TASK: Check each line of the records below for the word "static" and copy those where it appears.

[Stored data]
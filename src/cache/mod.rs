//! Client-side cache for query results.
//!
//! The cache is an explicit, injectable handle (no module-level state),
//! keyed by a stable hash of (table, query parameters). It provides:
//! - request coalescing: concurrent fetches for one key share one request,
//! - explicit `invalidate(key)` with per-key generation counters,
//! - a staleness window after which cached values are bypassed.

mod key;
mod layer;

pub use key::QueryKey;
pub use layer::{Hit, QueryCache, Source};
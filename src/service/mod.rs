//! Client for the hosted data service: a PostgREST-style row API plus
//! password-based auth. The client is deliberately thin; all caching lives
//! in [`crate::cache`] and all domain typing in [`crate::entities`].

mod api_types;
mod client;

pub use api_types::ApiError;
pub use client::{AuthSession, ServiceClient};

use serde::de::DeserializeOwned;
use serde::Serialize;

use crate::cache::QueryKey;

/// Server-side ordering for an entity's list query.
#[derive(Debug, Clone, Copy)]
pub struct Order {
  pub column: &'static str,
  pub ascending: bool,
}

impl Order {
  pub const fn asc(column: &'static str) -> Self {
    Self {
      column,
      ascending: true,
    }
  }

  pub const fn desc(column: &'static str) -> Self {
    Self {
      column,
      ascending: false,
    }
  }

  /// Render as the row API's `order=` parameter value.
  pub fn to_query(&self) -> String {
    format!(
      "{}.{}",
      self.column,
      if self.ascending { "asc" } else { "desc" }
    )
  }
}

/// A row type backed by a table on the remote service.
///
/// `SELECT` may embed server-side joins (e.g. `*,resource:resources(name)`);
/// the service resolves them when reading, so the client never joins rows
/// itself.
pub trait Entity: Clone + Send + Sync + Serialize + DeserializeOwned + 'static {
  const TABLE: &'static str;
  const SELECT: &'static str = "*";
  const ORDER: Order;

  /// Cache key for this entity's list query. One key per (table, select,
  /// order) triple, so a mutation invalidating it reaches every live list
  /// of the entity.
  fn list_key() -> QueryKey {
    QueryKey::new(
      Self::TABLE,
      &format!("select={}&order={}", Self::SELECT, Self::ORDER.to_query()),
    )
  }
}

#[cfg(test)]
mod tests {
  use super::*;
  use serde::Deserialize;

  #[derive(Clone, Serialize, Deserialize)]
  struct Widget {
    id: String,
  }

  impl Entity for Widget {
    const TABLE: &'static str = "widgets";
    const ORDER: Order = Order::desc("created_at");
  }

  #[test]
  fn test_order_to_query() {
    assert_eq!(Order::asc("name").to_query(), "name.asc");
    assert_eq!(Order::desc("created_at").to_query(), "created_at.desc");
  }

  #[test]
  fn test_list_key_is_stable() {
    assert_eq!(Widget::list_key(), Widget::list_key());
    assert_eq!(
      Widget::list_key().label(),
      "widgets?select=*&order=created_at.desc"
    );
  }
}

ANSWER TO THE EXERCISE:
  pub column: &'static str,
  pub const fn asc(column: &'static str) -> Self {
  pub const fn desc(column: &'static str) -> Self {
pub trait Entity: Clone + Send + Sync + Serialize + DeserializeOwned + 'static {
  const TABLE: &'static str;
  const SELECT: &'static str = "*";
    const TABLE: &'static str = "widgets";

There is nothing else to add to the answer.